RECORDS FOR THE TASK

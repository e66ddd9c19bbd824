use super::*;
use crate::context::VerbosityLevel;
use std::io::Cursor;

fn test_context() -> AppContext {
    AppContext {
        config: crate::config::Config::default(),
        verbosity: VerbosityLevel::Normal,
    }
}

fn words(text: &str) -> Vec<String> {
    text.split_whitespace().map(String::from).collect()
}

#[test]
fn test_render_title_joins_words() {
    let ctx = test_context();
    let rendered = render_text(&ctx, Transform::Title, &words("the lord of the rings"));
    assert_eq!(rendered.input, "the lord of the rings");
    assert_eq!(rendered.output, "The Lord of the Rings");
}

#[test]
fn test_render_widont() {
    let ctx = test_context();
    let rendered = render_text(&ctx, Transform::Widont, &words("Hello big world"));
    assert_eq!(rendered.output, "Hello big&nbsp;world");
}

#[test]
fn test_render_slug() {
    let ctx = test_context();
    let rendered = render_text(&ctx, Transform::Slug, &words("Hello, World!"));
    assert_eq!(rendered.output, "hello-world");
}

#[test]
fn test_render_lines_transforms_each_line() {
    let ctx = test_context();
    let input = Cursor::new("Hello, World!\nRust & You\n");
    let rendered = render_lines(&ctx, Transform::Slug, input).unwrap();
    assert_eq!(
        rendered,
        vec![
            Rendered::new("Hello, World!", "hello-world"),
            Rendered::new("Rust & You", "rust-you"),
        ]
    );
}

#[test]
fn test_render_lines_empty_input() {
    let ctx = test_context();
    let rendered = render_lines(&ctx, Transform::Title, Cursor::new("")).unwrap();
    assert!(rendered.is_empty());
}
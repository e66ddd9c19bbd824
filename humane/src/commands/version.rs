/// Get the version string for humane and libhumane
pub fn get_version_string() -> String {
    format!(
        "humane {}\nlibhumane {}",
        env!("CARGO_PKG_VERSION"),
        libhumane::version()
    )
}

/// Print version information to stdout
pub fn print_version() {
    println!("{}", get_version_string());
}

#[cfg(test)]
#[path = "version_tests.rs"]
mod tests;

WORK REQUIRED
Wherever "VerbosityLevel" appears in a line of the entries, copy that line.

YOUR SOLUTION
use crate::context::VerbosityLevel;
        verbosity: VerbosityLevel::Normal,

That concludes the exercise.